De acordo com o relatório da Polícia Civil e as manifestações do Ministério Público, o fluxo financeiro da transportadora envolvia transações fracionadas em espécie direcionadas a contas de terceiros. Os investigadores apontam que duas dessas contas possuíam vinculação com a influenciadora, fundamentando a tese de que a projeção pública da advogada estaria sendo utilizada para conferir lastro legal a recursos de origem não comprovada.
Desdobramentos jurídicos e posicionamento da defesa
A defesa técnica de Deolane Bezerra ressalta que a cliente possui endereço fixo, vida pública e que sempre esteve à disposição para prestar esclarecimentos formais, contestando a necessidade da aplicação da prisão preventiva. A carta reforça ainda que os dados referentes ao número de empresas em seu nome e suas agendas profissionais podem ser devidamente esclarecidos por meio de consultas aos órgãos de registro do comércio e aos autos processuais.

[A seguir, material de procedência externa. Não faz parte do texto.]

//! Error taxonomy of the request pipeline.
//!
//! Every stage returns its own error kind, and [`GatewayError`] unifies them so the
//! classifier has a single input:
//!
//! - [`ParseError`]: the body does not match its declared content type
//! - [`DispatchError`]: the method path cannot be turned into a callable
//! - [`CallFailure`]: the invoked method failed, optionally with an HTTP-range code
//!
//! Each error carries a numeric code, `0` meaning "unset".

use thiserror::Error;

/// Code carried by errors that do not name an HTTP status.
pub const UNSET_CODE: u16 = 0;

#[derive(Error, Debug)]
pub enum ParseError {
    #[error("invalid json body: {reason}")]
    InvalidJson { reason: String },

    #[error("invalid form body: {reason}")]
    InvalidForm { reason: String },

    #[error("invalid multipart body: {reason}")]
    InvalidMultipart { reason: String },

    #[error("request body exceeds the limit of {limit} bytes")]
    TooLarge { limit: usize },

    #[error("failed to read request body: {reason}")]
    Body { reason: String },
}

impl ParseError {
    pub fn invalid_json<S: ToString>(str: S) -> Self {
        Self::InvalidJson { reason: str.to_string() }
    }

    pub fn invalid_form<S: ToString>(str: S) -> Self {
        Self::InvalidForm { reason: str.to_string() }
    }

    pub fn invalid_multipart<S: ToString>(str: S) -> Self {
        Self::InvalidMultipart { reason: str.to_string() }
    }

    pub fn too_large(limit: usize) -> Self {
        Self::TooLarge { limit }
    }

    pub fn body<S: ToString>(str: S) -> Self {
        Self::Body { reason: str.to_string() }
    }

    pub fn code(&self) -> u16 {
        match self {
            Self::TooLarge { .. } => 413,
            _ => UNSET_CODE,
        }
    }
}

#[derive(Error, Debug, PartialEq, Eq)]
pub enum DispatchError {
    #[error("method path must have 1 to 3 segments, got {len}")]
    PathLength { len: usize },

    #[error("method path contains an empty segment")]
    EmptySegment,

    #[error("no callable member at '{path}'")]
    UnknownMember { path: String },

    #[error("session '{name}' not found")]
    UnknownSession { name: String },

    #[error("no route for '{path}'")]
    RouteNotFound { path: String },
}

impl DispatchError {
    pub fn unknown_member<S: ToString>(path: S) -> Self {
        Self::UnknownMember { path: path.to_string() }
    }

    pub fn unknown_session<S: ToString>(name: S) -> Self {
        Self::UnknownSession { name: name.to_string() }
    }

    pub fn route_not_found<S: ToString>(path: S) -> Self {
        Self::RouteNotFound { path: path.to_string() }
    }

    pub fn code(&self) -> u16 {
        match self {
            Self::RouteNotFound { .. } => 404,
            _ => UNSET_CODE,
        }
    }
}

/// Severity class of a [`CallFailure`].
///
/// A notice is an expected, user-facing failure: it is logged quietly but classified
/// exactly like an error.
#[derive(Debug, Clone, Copy, PartialEq, Eq)]
pub enum FailureKind {
    Error,
    Notice,
}

/// A failure raised by an invoked method.
#[derive(Error, Debug, Clone, PartialEq, Eq)]
#[error("{message}")]
pub struct CallFailure {
    code: u16,
    message: String,
    kind: FailureKind,
}

impl CallFailure {
    pub fn new<S: ToString>(message: S) -> Self {
        Self { code: UNSET_CODE, message: message.to_string(), kind: FailureKind::Error }
    }

    pub fn notice<S: ToString>(message: S) -> Self {
        Self { code: UNSET_CODE, message: message.to_string(), kind: FailureKind::Notice }
    }

    #[must_use]
    pub fn with_code(mut self, code: u16) -> Self {
        self.code = code;
        self
    }

    pub fn code(&self) -> u16 {
        self.code
    }

    pub fn message(&self) -> &str {
        &self.message
    }

    pub fn kind(&self) -> FailureKind {
        self.kind
    }
}

/// Any failure the pipeline can produce before the response is encoded.
#[derive(Error, Debug)]
pub enum GatewayError {
    #[error(transparent)]
    Parse(#[from] ParseError),

    #[error(transparent)]
    Dispatch(#[from] DispatchError),

    #[error(transparent)]
    Call(#[from] CallFailure),
}

impl GatewayError {
    /// The numeric code carried by the underlying error, [`UNSET_CODE`] if none.
    pub fn code(&self) -> u16 {
        match self {
            Self::Parse(e) => e.code(),
            Self::Dispatch(e) => e.code(),
            Self::Call(e) => e.code(),
        }
    }

    pub fn is_notice(&self) -> bool {
        matches!(self, Self::Call(e) if e.kind() == FailureKind::Notice)
    }

    /// Stable name used in the `kind` field of an error entry.
    pub fn kind_name(&self) -> &'static str {
        match self {
            Self::Parse(_) => "parse_error",
            Self::Dispatch(_) => "dispatch_error",
            Self::Call(e) if e.kind() == FailureKind::Notice => "notice",
            Self::Call(_) => "call_failure",
        }
    }
}

#[cfg(test)]
mod tests {
    use super::*;

    #[test]
    fn test_codes() {
        assert_eq!(ParseError::invalid_json("eof").code(), UNSET_CODE);
        assert_eq!(ParseError::too_large(10).code(), 413);
        assert_eq!(DispatchError::PathLength { len: 4 }.code(), UNSET_CODE);
        assert_eq!(DispatchError::route_not_found("/x").code(), 404);
        assert_eq!(CallFailure::new("boom").code(), UNSET_CODE);
        assert_eq!(CallFailure::new("gone").with_code(410).code(), 410);
    }

    #[test]
    fn test_notice_is_a_call_failure() {
        let notice = GatewayError::from(CallFailure::notice("flood wait"));
        assert!(notice.is_notice());
        assert_eq!(notice.kind_name(), "notice");

        let error = GatewayError::from(CallFailure::new("boom"));
        assert!(!error.is_notice());
        assert_eq!(error.kind_name(), "call_failure");

        assert!(!GatewayError::from(DispatchError::EmptySegment).is_notice());
    }

    #[test]
    fn test_display() {
        assert_eq!(GatewayError::from(CallFailure::new("peer not found")).to_string(), "peer not found");
        assert_eq!(
            GatewayError::from(DispatchError::PathLength { len: 4 }).to_string(),
            "method path must have 1 to 3 segments, got 4"
        );
    }
}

No campo estritamente judicial, o cenário mantém-se sob acompanhamento rigoroso dos tribunais superiores. Recentemente, o Supremo Tribunal Federal avaliou o pedido de conversão da custódia em prisão domiciliar, mantendo a decisão de primeira instância por entender que os requisitos formais da prisão preventiva foram preenchidos de forma regular. O andamento do inquérito segue os ritos determinados pelo devido processo legal, visando a completa elucidação das movimentações financeiras apresentadas.